◆ **Instructions to follow**
Which of the lines below hold "existing"? Please return each one.

[Collected data entries]
▬▬▬
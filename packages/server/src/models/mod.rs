pub mod deferred;
pub mod shared;
pub mod sharing;
pub mod upload;
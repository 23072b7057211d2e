use chrono::{DateTime, Utc};
use common::DeferredUploadStatus;
use serde::Serialize;
use uuid::Uuid;

use crate::entity::deferred_upload;

/// Status of a deferred upload, for client polling.
#[derive(Serialize, utoipa::ToSchema)]
pub struct DeferredUploadResponse {
    #[schema(example = 1)]
    pub id: i32,
    pub sharing_group_uuid: Uuid,
    pub file_group_uuid: Option<Uuid>,
    #[schema(value_type = String, example = "pendingChange")]
    pub status: DeferredUploadStatus,
    #[schema(example = "CLOUD_FAILURE")]
    pub error_code: Option<String>,
    pub error_message: Option<String>,
    #[schema(example = 0)]
    pub attempts: i32,
    pub next_attempt_at: Option<DateTime<Utc>>,
    pub created_at: DateTime<Utc>,
    pub updated_at: DateTime<Utc>,
}

impl From<deferred_upload::Model> for DeferredUploadResponse {
    fn from(m: deferred_upload::Model) -> Self {
        Self {
            id: m.id,
            sharing_group_uuid: m.sharing_group_uuid,
            file_group_uuid: m.file_group_uuid,
            status: m.status,
            error_code: m.error_code,
            error_message: m.error_message,
            attempts: m.attempts,
            next_attempt_at: m.next_attempt_at,
            created_at: m.created_at,
            updated_at: m.updated_at,
        }
    }
}
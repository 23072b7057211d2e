pub mod deferred_upload;
pub mod file_index;
pub mod master_version;
pub mod sharing_group;
pub mod sharing_group_user;
pub mod sharing_invitation;
pub mod short_lock;
pub mod upload;
pub mod user;
mod versions {
    use super::*;

    #[tokio::test]
    async fn each_commit_advances_master_version_by_one() {
        let app = TestApp::new().await;
        let alice = app.owning_user("alice").await;
        let group = app.create_group(&alice).await;
        let device = Uuid::new_v4();

        for expected in 1..=3 {
            app.stage(&alice, device, group, v0(Uuid::new_v4(), "abc")).await;
            let summary = app.commit_ok(&alice, device, group, expected - 1).await;
            assert_eq!(summary.master_version, expected);
            assert_eq!(summary.number_committed, 1);
            assert_eq!(summary.deferred_upload_id, None);
            assert_eq!(app.current_version(group).await, expected);
        }
    }

    #[tokio::test]
    async fn stale_master_version_asks_for_resync() {
        let app = TestApp::new().await;
        let alice = app.owning_user("alice").await;
        let group = app.create_group(&alice).await;
        let phone = Uuid::new_v4();
        let laptop = Uuid::new_v4();

        app.stage(&alice, phone, group, v0(Uuid::new_v4(), "abc")).await;
        app.commit_ok(&alice, phone, group, 0).await;

        app.stage(&alice, laptop, group, v0(Uuid::new_v4(), "def")).await;
        assert_eq!(
            app.commit(&alice, laptop, group, 0).await,
            CommitOutcome::MasterVersionUpdate(1)
        );
        assert_eq!(app.current_version(group).await, 1);

        // The batch survives and commits once the device catches up.
        let summary = app.commit_ok(&alice, laptop, group, 1).await;
        assert_eq!(summary.master_version, 2);
    }

    #[tokio::test]
    async fn concurrent_commits_on_same_version_have_one_winner() {
        let app = TestApp::new().await;
        let alice = app.owning_user("alice").await;
        let bob = app.owning_user("bob").await;
        let group = app.create_group(&alice).await;
        app.join(&alice, group, &bob, Permission::Write).await;
        let phone = Uuid::new_v4();
        let laptop = Uuid::new_v4();

        app.stage(&alice, phone, group, v0(Uuid::new_v4(), "abc")).await;
        app.stage(&bob, laptop, group, v0(Uuid::new_v4(), "def")).await;

        let (a, b) = tokio::join!(
            commit_when_free(&app, &alice, phone, group, 0),
            commit_when_free(&app, &bob, laptop, group, 0),
        );

        let outcomes = [a, b];
        let winners = outcomes
            .iter()
            .filter(|o| matches!(o, CommitOutcome::Committed(s) if s.master_version == 1))
            .count();
        let losers = outcomes
            .iter()
            .filter(|o| **o == CommitOutcome::MasterVersionUpdate(1))
            .count();
        assert_eq!((winners, losers), (1, 1));
        assert_eq!(app.current_version(group).await, 1);
    }

    #[tokio::test]
    async fn held_group_lock_makes_commit_busy() {
        let app = TestApp::new().await;
        let alice = app.owning_user("alice").await;
        let group = app.create_group(&alice).await;
        let device = Uuid::new_v4();
        app.stage(&alice, device, group, v0(Uuid::new_v4(), "abc")).await;

        let locks = LockManager::new(&app.db);
        let lock = sharing_group_lock_name(group);
        assert!(locks.acquire(&lock, "other", chrono::Duration::seconds(60)).await.unwrap());

        let err = try_commit(&app, &alice, device, group, 0).await.unwrap_err();
        assert!(matches!(err, SyncError::Busy(_)));
        assert_eq!(app.current_version(group).await, 0);

        locks.release(&lock).await.unwrap();
        app.commit_ok(&alice, device, group, 0).await;
        assert!(locks.get(&lock).await.unwrap().is_none());
    }
}

mod batches {
    use super::*;

    #[tokio::test]
    async fn incomplete_batch_is_not_committed() {
        let app = TestApp::new().await;
        let alice = app.owning_user("alice").await;
        let group = app.create_group(&alice).await;
        let device = Uuid::new_v4();
        let file_group = Some(Uuid::new_v4());

        app.stage(
            &alice,
            device,
            group,
            StageUpload {
                upload_count: 2,
                file_group_uuid: file_group,
                ..v0(Uuid::new_v4(), "abc")
            },
        )
        .await;

        let err = try_commit(&app, &alice, device, group, 0).await.unwrap_err();
        assert!(matches!(err, SyncError::Validation(_)));
        assert_eq!(app.current_version(group).await, 0);
        assert!(FileIndexStore::new(&app.db).list(group).await.unwrap().is_empty());

        let staged = StagingStore::new(&app.db)
            .select_batch(device, group)
            .await
            .unwrap();
        assert_eq!(staged.len(), 1);

        let second = Uuid::new_v4();
        app.stage(
            &alice,
            device,
            group,
            StageUpload {
                upload_index: 2,
                upload_count: 2,
                file_group_uuid: file_group,
                ..v0(second, "def")
            },
        )
        .await;
        let summary = app.commit_ok(&alice, device, group, 0).await;
        assert_eq!(summary.number_committed, 2);
        assert_eq!(index_entry(&app, group, second).await.file_group_uuid, file_group);
    }

    #[tokio::test]
    async fn empty_batch_is_rejected() {
        let app = TestApp::new().await;
        let alice = app.owning_user("alice").await;
        let group = app.create_group(&alice).await;

        let err = try_commit(&app, &alice, Uuid::new_v4(), group, 0)
            .await
            .unwrap_err();
        assert!(matches!(err, SyncError::Validation(_)));
    }

    #[tokio::test]
    async fn failed_batch_rolls_back_every_operation() {
        let app = TestApp::new().await;
        let alice = app.owning_user("alice").await;
        let group = app.create_group(&alice).await;
        let device = Uuid::new_v4();
        let existing = Uuid::new_v4();

        app.stage(&alice, device, group, v0(existing, "abc")).await;
        app.commit_ok(&alice, device, group, 0).await;

        let file_group = Some(Uuid::new_v4());
        let fresh = Uuid::new_v4();
        for (index, file) in [(1, fresh), (2, existing)] {
            app.stage(
                &alice,
                device,
                group,
                StageUpload {
                    upload_index: index,
                    upload_count: 2,
                    file_group_uuid: file_group,
                    ..v0(file, "def")
                },
            )
            .await;
        }

        let err = try_commit(&app, &alice, device, group, 1).await.unwrap_err();
        assert!(matches!(err, SyncError::FileVersionConflict(_)));
        assert_eq!(app.current_version(group).await, 1);

        let files = FileIndexStore::new(&app.db).list(group).await.unwrap();
        assert_eq!(files.len(), 1);
        assert_eq!(files[0].file_uuid, existing);
        assert_eq!(
            StagingStore::new(&app.db)
                .select_batch(device, group)
                .await
                .unwrap()
                .len(),
            2
        );
    }
}
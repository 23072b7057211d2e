use sea_orm::entity::prelude::*;
use serde::{Deserialize, Serialize};

#[sea_orm::model]
#[derive(Clone, Debug, PartialEq, Eq, DeriveEntityModel, Serialize, Deserialize)]
#[sea_orm(table_name = "master_version")]
pub struct Model {
    #[sea_orm(primary_key, auto_increment = false)]
    pub sharing_group_uuid: Uuid,
    #[sea_orm(belongs_to, from = "sharing_group_uuid", to = "sharing_group_uuid")]
    pub sharing_group: HasOne<super::sharing_group::Entity>,

    pub master_version: i64,
}

impl ActiveModelBehavior for ActiveModel {}
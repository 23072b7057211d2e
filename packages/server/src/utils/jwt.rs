use anyhow::{Result, anyhow};
use chrono::{Duration, Utc};
use common::AccountScheme;
use jsonwebtoken::{DecodingKey, EncodingKey, Header, Validation, decode, encode};
use serde::{Deserialize, Serialize};

use crate::entity::user;

const TOKEN_LIFETIME_DAYS: i64 = 7;

/// Claims of a device session token.
///
/// `sub` is the account's identifier at its sign-in provider. A token stops
/// authenticating once the stored account no longer carries the same
/// provider identifier and scheme.
#[derive(Debug, Serialize, Deserialize)]
pub struct Claims {
    pub sub: String,
    pub uid: i32,
    pub scheme: AccountScheme,
    pub iat: i64,
    pub exp: i64,
}

impl Claims {
    pub fn matches(&self, user: &user::Model) -> bool {
        self.uid == user.id && self.sub == user.creds_id && self.scheme == user.account_scheme
    }
}

pub fn sign(secret: &str, user: &user::Model) -> Result<String> {
    let now = Utc::now();
    let expiration = now
        .checked_add_signed(Duration::days(TOKEN_LIFETIME_DAYS))
        .ok_or_else(|| anyhow!("Token expiry out of range"))?;

    let claims = Claims {
        sub: user.creds_id.clone(),
        uid: user.id,
        scheme: user.account_scheme,
        iat: now.timestamp(),
        exp: expiration.timestamp(),
    };

    Ok(encode(
        &Header::default(),
        &claims,
        &EncodingKey::from_secret(secret.as_bytes()),
    )?)
}

pub fn verify(secret: &str, token: &str) -> Result<Claims> {
    let token_data = decode::<Claims>(
        token,
        &DecodingKey::from_secret(secret.as_bytes()),
        &Validation::default(),
    )?;
    Ok(token_data.claims)
}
▬▬▬
◆ **Result**
        let existing = Uuid::new_v4();
        app.stage(&alice, device, group, v0(existing, "abc")).await;
        for (index, file) in [(1, fresh), (2, existing)] {
        assert_eq!(files[0].file_uuid, existing);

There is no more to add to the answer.